▶ What to work on
In the data below, locate each line with the word "KitchenTheme" and list it.

▶ Dataset records
* * * * * * *

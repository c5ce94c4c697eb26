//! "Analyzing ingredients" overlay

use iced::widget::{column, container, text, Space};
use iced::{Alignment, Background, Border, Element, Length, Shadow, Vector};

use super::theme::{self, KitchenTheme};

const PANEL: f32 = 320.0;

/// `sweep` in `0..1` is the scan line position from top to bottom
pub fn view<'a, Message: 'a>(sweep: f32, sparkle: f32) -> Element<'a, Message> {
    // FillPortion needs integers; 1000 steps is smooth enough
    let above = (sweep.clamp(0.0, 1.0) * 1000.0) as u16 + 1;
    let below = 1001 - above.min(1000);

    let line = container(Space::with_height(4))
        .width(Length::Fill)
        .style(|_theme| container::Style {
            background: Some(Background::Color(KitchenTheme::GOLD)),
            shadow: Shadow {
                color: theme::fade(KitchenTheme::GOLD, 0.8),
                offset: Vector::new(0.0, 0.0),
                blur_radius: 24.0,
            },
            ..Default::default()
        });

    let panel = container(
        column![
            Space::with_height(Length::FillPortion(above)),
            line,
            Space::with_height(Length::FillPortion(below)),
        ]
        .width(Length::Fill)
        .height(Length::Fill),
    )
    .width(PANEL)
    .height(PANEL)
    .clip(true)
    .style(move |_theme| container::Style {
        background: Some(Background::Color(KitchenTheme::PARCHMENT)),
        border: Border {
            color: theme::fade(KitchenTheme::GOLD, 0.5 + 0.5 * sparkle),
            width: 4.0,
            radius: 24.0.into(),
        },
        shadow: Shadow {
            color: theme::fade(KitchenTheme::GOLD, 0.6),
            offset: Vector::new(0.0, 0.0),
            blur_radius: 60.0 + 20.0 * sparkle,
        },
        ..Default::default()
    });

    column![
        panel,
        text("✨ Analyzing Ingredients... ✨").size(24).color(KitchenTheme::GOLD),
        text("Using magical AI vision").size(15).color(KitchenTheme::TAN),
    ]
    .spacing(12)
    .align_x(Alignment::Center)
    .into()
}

* * * * * * *

▶ Result of this exercise
use super::theme::{self, KitchenTheme};
            background: Some(Background::Color(KitchenTheme::GOLD)),
                color: theme::fade(KitchenTheme::GOLD, 0.8),
        background: Some(Background::Color(KitchenTheme::PARCHMENT)),
            color: theme::fade(KitchenTheme::GOLD, 0.5 + 0.5 * sparkle),
            color: theme::fade(KitchenTheme::GOLD, 0.6),
        text("✨ Analyzing Ingredients... ✨").size(24).color(KitchenTheme::GOLD),
        text("Using magical AI vision").size(15).color(KitchenTheme::TAN),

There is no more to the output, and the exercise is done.